Exercise prompt: Every line below that carries the word "TrackerConflict" needs to be copied.

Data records
//! Sprint lifecycle and membership operations.

use super::{
    CreateSprintRequest, TrackedEntity, TrackerConflict, TrackerService, TrackerServiceError,
    TrackerServiceResult, lookup, membership,
};
use crate::tracker::{
    domain::{
        NewSprint, ProjectId, Sprint, SprintId, SprintMembership, SprintName, Story, StoryId,
    },
    ports::TrackerStore,
};
use mockable::Clock;
use tracing::info;

impl<S, C> TrackerService<S, C>
where
    S: TrackerStore,
    C: Clock + Send + Sync + 'static,
{
    /// Creates a sprint in planning for an existing project.
    ///
    /// # Errors
    ///
    /// Returns [`TrackerServiceError::Domain`] for an invalid name and
    /// [`TrackerServiceError::NotFound`] for an unknown project.
    pub async fn create_sprint(
        &self,
        request: CreateSprintRequest,
    ) -> TrackerServiceResult<Sprint> {
        let project_id = request.project_id;
        let name = SprintName::new(request.name)?;
        let sprint = self
            .run("create_sprint", move |tx, clock| {
                lookup::project(tx, project_id)?;
                Ok(tx.insert_sprint(NewSprint::new(project_id, name, clock))?)
            })
            .await?;
        info!(sprint_id = %sprint.id(), project_id = %project_id, "sprint created");
        Ok(sprint)
    }

    /// Retrieves a sprint.
    ///
    /// # Errors
    ///
    /// Returns [`TrackerServiceError::NotFound`] for an unknown id.
    pub async fn find_sprint(&self, id: SprintId) -> TrackerServiceResult<Sprint> {
        self.run("find_sprint", move |tx, _| lookup::sprint(tx, id)).await
    }

    /// Lists the sprints of a project, oldest first.
    ///
    /// # Errors
    ///
    /// Returns [`TrackerServiceError::NotFound`] for an unknown project.
    pub async fn list_sprints(&self, project_id: ProjectId) -> TrackerServiceResult<Vec<Sprint>> {
        self.run("list_sprints", move |tx, _| {
            lookup::project(tx, project_id)?;
            Ok(tx.list_sprints(project_id)?)
        })
        .await
    }

    /// Lists the stories that have been placed in a sprint.
    ///
    /// # Errors
    ///
    /// Returns [`TrackerServiceError::NotFound`] for an unknown sprint.
    pub async fn sprint_stories(&self, id: SprintId) -> TrackerServiceResult<Vec<Story>> {
        self.run("sprint_stories", move |tx, _| {
            lookup::sprint(tx, id)?;
            Ok(tx.sprint_stories(id)?)
        })
        .await
    }

    /// Moves a sprint from planning to active.
    ///
    /// A member story that already sits in another active sprint blocks the
    /// start, so no story is ever in two active sprints.
    ///
    /// # Errors
    ///
    /// Returns [`TrackerServiceError::NotFound`] for an unknown sprint, and
    /// [`TrackerServiceError::Conflict`] when the sprint is active or closed
    /// or a member story is held by another active sprint.
    pub async fn start_sprint(&self, id: SprintId) -> TrackerServiceResult<Sprint> {
        let sprint = self
            .run("start_sprint", move |tx, clock| {
                let mut sprint = lookup::sprint(tx, id)?;
                sprint.start(clock)?;
                for story in tx.sprint_stories(id)? {
                    membership::ensure_not_in_other_active_sprint(tx, story.id(), id)?;
                }
                tx.update_sprint(&sprint)?;
                Ok(sprint)
            })
            .await?;
        info!(sprint_id = %id, "sprint started");
        Ok(sprint)
    }

    /// Closes a sprint whose member stories are not in progress or review.
    ///
    /// The member check runs on every call, including for a sprint that is
    /// already closed.
    ///
    /// # Errors
    ///
    /// Returns [`TrackerServiceError::NotFound`] for an unknown sprint and
    /// [`TrackerConflict::OpenStories`] naming the stories still open.
    pub async fn close_sprint(&self, id: SprintId) -> TrackerServiceResult<Sprint> {
        let sprint = self
            .run("close_sprint", move |tx, clock| {
                let mut sprint = lookup::sprint(tx, id)?;
                membership::ensure_no_open_stories(tx, id)?;
                sprint.close(clock);
                tx.update_sprint(&sprint)?;
                Ok(sprint)
            })
            .await?;
        info!(sprint_id = %id, "sprint closed");
        Ok(sprint)
    }

    /// Places a story in a sprint.
    ///
    /// The story keeps its status. Membership records are kept after the
    /// sprint closes and form the story's sprint history.
    ///
    /// # Errors
    ///
    /// Returns [`TrackerServiceError::NotFound`] for an unknown sprint or
    /// story (sprint checked first), and [`TrackerServiceError::Conflict`]
    /// when the story is in another active sprint or already in this one.
    pub async fn assign_story_to_sprint(
        &self,
        story: StoryId,
        sprint: SprintId,
    ) -> TrackerServiceResult<SprintMembership> {
        let record = self
            .run("assign_story_to_sprint", move |tx, clock| {
                lookup::sprint(tx, sprint)?;
                lookup::story(tx, story)?;
                membership::ensure_not_in_other_active_sprint(tx, story, sprint)?;
                if tx.find_membership(story, sprint)?.is_some() {
                    return Err(TrackerConflict::AlreadyInSprint { story, sprint }.into());
                }
                let record = SprintMembership::new(story, sprint, clock);
                tx.insert_membership(&record)?;
                Ok(record)
            })
            .await?;
        info!(story_id = %story, sprint_id = %sprint, "story assigned to sprint");
        Ok(record)
    }

    /// Takes a story out of a sprint.
    ///
    /// # Errors
    ///
    /// Returns [`TrackerServiceError::NotFound`] when the story is not in
    /// the sprint.
    pub async fn remove_story_from_sprint(
        &self,
        story: StoryId,
        sprint: SprintId,
    ) -> TrackerServiceResult<()> {
        self.run("remove_story_from_sprint", move |tx, _| {
            if tx.delete_membership(story, sprint)? {
                Ok(())
            } else {
                Err(TrackerServiceError::NotFound(TrackedEntity::Membership {
                    story,
                    sprint,
                }))
            }
        })
        .await?;
        info!(story_id = %story, sprint_id = %sprint, "story removed from sprint");
        Ok(())
    }
}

Task answer:
    CreateSprintRequest, TrackedEntity, TrackerConflict, TrackerService, TrackerServiceError,
    /// [`TrackerConflict::OpenStories`] naming the stories still open.
                    return Err(TrackerConflict::AlreadyInSprint { story, sprint }.into());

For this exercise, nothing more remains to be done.